Return to Headlines

East Chapel Hill High Student Recognized for STEM and Service

Abia Ahmed wasted no time making her mark at East Chapel Hill High when she began her freshman year in 2015. Chelsey Paulsen, former math teacher, said that Ahmed approached her the second week of school, seeking a mentor and adviser for a club aimed  at bridging the gender gap in technology at her new school. “As a 13 year old, she was aware there was a problem in our world and came up with a solution to fix it,” said Paulsen. “She wanted girls to be educated and encouraged to study computer science. When she approached me for the first time, she was very confident. She had done research to see who would be a good advisor for her club by asking administration, other teachers and students. During this first interaction, she wanted to make sure I understood that we were trying to change how women see technology.”

“Abia’s determination to eliminate the gender gap in technology is nothing short of amazing,” Paulsen said.

Ahmed rarely “thinks small,” and she often side steps or leaps over challenges that other high school students might view as obstacles. Despite her youth, her vision as a freshman was clear and her goal attainable. She already knew about the national program, Girls Who Code, so she didn’t need to reinvent the wheel. She found volunteer instructors for the new club by contacting several technology companies around the Triangle as well as the University of North Carolina’s computer science department. Her initial recruits included the head of that department at UNC, as well as a senior verification engineer from NVIDIA. UNC undergraduates in computer science provided the hands-on instruction. Ahmed coordinated with all of them herself, and she never hung back from advocating for changes when she believed they were needed.

sunglasses Girls who Code The first year of Girls Who Code at East involved two instructors and 10 students. When Ahmed began hearing about girls from other local middle and high schools who wanted to join, she created a new structure so all members would meet with their mentors on UNC campus, and the club opened to every girl in the Triangle who wanted to learn coding. By the fall of 2017, the club had reached capacity with 10 volunteers and over 40 students, but that simply meant that Ahmed began fundraising for a further expansion.

Ahmed continues to stretch her teaching wings whenever she can, and she loves to work with younger students in hopes that they, too, fall in love with coding. Paulsen said, “If she hears other students say that they can’t accomplish their goals or that they want to give up, she will stop what she is doing and encourage them. She will try to help them figure out the problem, give encouraging words, or tell them to try a different method.”

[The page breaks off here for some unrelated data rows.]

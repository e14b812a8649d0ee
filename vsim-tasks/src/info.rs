//! Task state and its registered representation

use chrono::{DateTime, Utc};
use serde::{Deserialize, Serialize};
use std::any::Any;
use std::fmt;
use std::str::FromStr;
use vsim_registry::ManagedObject;
use vsim_types::{DataObject, Fault, LocalizedFault, ObjectRef, PropertyChange, Result, Value};

/// Lifecycle state of a task
#[derive(Debug, Clone, Copy, PartialEq, Eq, Hash, Serialize, Deserialize)]
#[serde(rename_all = "camelCase")]
pub enum TaskState {
    Queued,
    Running,
    Success,
    Error,
}

impl TaskState {
    pub fn is_terminal(self) -> bool {
        matches!(self, TaskState::Success | TaskState::Error)
    }

    pub fn as_str(self) -> &'static str {
        match self {
            TaskState::Queued => "queued",
            TaskState::Running => "running",
            TaskState::Success => "success",
            TaskState::Error => "error",
        }
    }
}

impl fmt::Display for TaskState {
    fn fmt(&self, f: &mut fmt::Formatter<'_>) -> fmt::Result {
        f.write_str(self.as_str())
    }
}

impl FromStr for TaskState {
    type Err = Fault;

    fn from_str(s: &str) -> Result<Self> {
        match s {
            "queued" => Ok(TaskState::Queued),
            "running" => Ok(TaskState::Running),
            "success" => Ok(TaskState::Success),
            "error" => Ok(TaskState::Error),
            _ => Err(Fault::invalid_argument("state")),
        }
    }
}

impl From<TaskState> for Value {
    fn from(state: TaskState) -> Self {
        Value::String(state.as_str().to_string())
    }
}

/// Everything known about one task
#[derive(Debug, Clone, PartialEq, Serialize, Deserialize)]
#[serde(rename_all = "camelCase")]
pub struct TaskInfo {
    /// The task's reference value, empty until the task runs
    pub key: String,
    pub task: ObjectRef,
    pub name: String,
    pub description_id: String,
    pub description: Option<String>,
    pub entity: ObjectRef,
    pub entity_name: String,
    pub state: TaskState,
    pub cancelled: bool,
    pub progress: Option<i32>,
    pub result: Option<Value>,
    pub error: Option<LocalizedFault>,
    pub queue_time: DateTime<Utc>,
    pub start_time: Option<DateTime<Utc>>,
    pub complete_time: Option<DateTime<Utc>>,
}

impl TaskInfo {
    /// Fresh queued info for a task called `name` acting on `entity`.
    ///
    /// A name ending in `Task` is normalised to `<Id>_Task`, and the
    /// description id becomes `<EntityKind>.<Id>`.
    pub fn new(entity: ObjectRef, name: &str) -> Self {
        let id = name
            .strip_suffix("Task")
            .map(|id| id.strip_suffix('_').unwrap_or(id));

        let (name, id) = match id {
            Some(id) => (format!("{}_Task", id), id.to_string()),
            None => (name.to_string(), name.to_string()),
        };

        Self {
            key: String::new(),
            task: ObjectRef::new("Task", ""),
            name: upper_first(&name),
            description_id: format!("{}.{}", entity.kind(), id),
            description: None,
            entity_name: entity.value().to_string(),
            entity,
            state: TaskState::Queued,
            cancelled: false,
            progress: None,
            result: None,
            error: None,
            queue_time: Utc::now(),
            start_time: None,
            complete_time: None,
        }
    }

    pub fn to_data_object(&self) -> DataObject {
        DataObject::new("TaskInfo")
            .with("key", self.key.as_str())
            .with("task", self.task.clone())
            .with("name", self.name.as_str())
            .with("descriptionId", self.description_id.as_str())
            .with_opt("description", self.description.clone().map(Value::String))
            .with("entity", self.entity.clone())
            .with("entityName", self.entity_name.as_str())
            .with("state", self.state)
            .with("cancelled", self.cancelled)
            .with_opt("progress", self.progress.map(Value::Int))
            .with_opt("result", self.result.clone())
            .with_opt("error", self.error.clone().map(Value::Fault))
            .with("queueTime", self.queue_time)
            .with_opt("startTime", self.start_time.map(Value::DateTime))
            .with_opt("completeTime", self.complete_time.map(Value::DateTime))
    }

    fn apply(&mut self, field: &str, val: Option<&Value>) -> Result<()> {
        let invalid = || Fault::invalid_property(format!("info.{}", field));
        match field {
            "state" => {
                self.state = val.and_then(Value::as_str).ok_or_else(invalid)?.parse()?;
            }
            "cancelled" => self.cancelled = val.and_then(Value::as_bool).unwrap_or(false),
            "progress" => {
                self.progress = match val {
                    Some(v) => Some(v.as_i64().ok_or_else(invalid)? as i32),
                    None => None,
                }
            }
            "description" => self.description = val.and_then(Value::as_str).map(str::to_string),
            "result" => self.result = val.cloned(),
            "error" => {
                self.error = match val {
                    Some(v) => Some(v.as_fault().ok_or_else(invalid)?.clone()),
                    None => None,
                }
            }
            "startTime" => self.start_time = val.and_then(Value::as_datetime),
            "completeTime" => self.complete_time = val.and_then(Value::as_datetime),
            _ => return Err(invalid()),
        }
        Ok(())
    }
}

fn upper_first(s: &str) -> String {
    let mut chars = s.chars();
    match chars.next() {
        Some(first) => first.to_uppercase().chain(chars).collect(),
        None => String::new(),
    }
}

/// The registered form of a task
#[derive(Debug, Clone)]
pub struct TaskObject {
    pub info: TaskInfo,
}

impl ManagedObject for TaskObject {
    fn kind(&self) -> &'static str {
        "Task"
    }

    fn base_kinds(&self) -> &'static [&'static str] {
        &["ExtensibleManagedObject"]
    }

    fn id_prefix(&self) -> String {
        "task".to_string()
    }

    fn view(&self) -> DataObject {
        DataObject::new("Task").with("info", self.info.to_data_object())
    }

    fn apply_change(&mut self, change: &PropertyChange) -> Result<()> {
        match change.name.strip_prefix("info.") {
            Some(field) => self.info.apply(field, change.val.as_ref()),
            None => Err(Fault::invalid_property(change.name.clone())),
        }
    }

    fn as_any(&self) -> &dyn Any {
        self
    }

    fn as_any_mut(&mut self) -> &mut dyn Any {
        self
    }
}

#[cfg(test)]
mod tests {
    use super::*;

    fn vm() -> ObjectRef {
        ObjectRef::new("VirtualMachine", "vm-1")
    }

    #[test]
    fn test_task_name_normalisation() {
        let info = TaskInfo::new(vm(), "PowerOnVMTask");
        assert_eq!(info.name, "PowerOnVM_Task");
        assert_eq!(info.description_id, "VirtualMachine.PowerOnVM");

        let info = TaskInfo::new(vm(), "PowerOnVM_Task");
        assert_eq!(info.name, "PowerOnVM_Task");
        assert_eq!(info.description_id, "VirtualMachine.PowerOnVM");

        let info = TaskInfo::new(vm(), "reconfigure");
        assert_eq!(info.name, "Reconfigure");
        assert_eq!(info.description_id, "VirtualMachine.reconfigure");
        assert_eq!(info.entity_name, "vm-1");
        assert_eq!(info.state, TaskState::Queued);
    }

    #[test]
    fn test_apply_changes() {
        let mut task = TaskObject {
            info: TaskInfo::new(vm(), "DestroyTask"),
        };

        task.apply_change(&PropertyChange::assign("info.state", TaskState::Running))
            .unwrap();
        task.apply_change(&PropertyChange::assign("info.progress", 40))
            .unwrap();
        assert_eq!(task.info.state, TaskState::Running);
        assert_eq!(task.info.progress, Some(40));

        let err = task
            .apply_change(&PropertyChange::assign("info.state", "paused"))
            .unwrap_err();
        assert!(matches!(err, Fault::InvalidArgument { .. }));

        let err = task
            .apply_change(&PropertyChange::assign("name", "x"))
            .unwrap_err();
        assert!(matches!(err, Fault::InvalidProperty { .. }));
    }

    #[test]
    fn test_view_shape() {
        let task = TaskObject {
            info: TaskInfo::new(vm(), "DestroyTask"),
        };
        let view = task.view();
        let info = view.get("info").and_then(Value::as_object).unwrap();

        assert_eq!(info.get("state"), Some(&Value::from("queued")));
        assert_eq!(info.field("startTime"), Some(None));
        assert_eq!(info.get("entity"), Some(&Value::Ref(vm())));
    }
}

After her sophomore year, Ahmed worked in a lab at the UNC School of Pharmacy, and in that setting, she learned about the cutting edge research that applies genetics toward finding the best-matched medications for patients. Her eyes light up when she speaks about personalized medicine, and the frontiers she has begun to explore in using DNA to diagnose conditions and prescribe medications.

Last spring at Campbell University, Ahmed received a first place, regional award for Aspirations in Computing with NCWIT (National Center for Women and Informational Technology). This past summer, she served as a Shodor Mentor Center intern in Durham, and for that volunteer service, she was honored with a 2018 Governor’s Medallion, recognizing the top volunteers in North Carolina.

This year she is completing her fourth year as a biomedical sciences student in the Career and Technical Education (CTE) program with Project Lead the Way (PLTW), and she  loves her studies in biomed. Paulsen said, “Towards the end of the first year of our club, she asked if we could incorporate medicine into our coding. When the teachers and I said yes, she already had a plan for how to do it. She contacted the Shodor Foundation in Durham to teach our club how to model medical situations using programming. The girls learned to run simulations to model disease spread considering numerous variables.”

She is hopeful her legacy at East will be that she created a STEM club which is an inclusive and welcoming environment for female students. “I am not only growing as an individual, but I am helping other female students explore careers in computer science and reduce the gender gap.”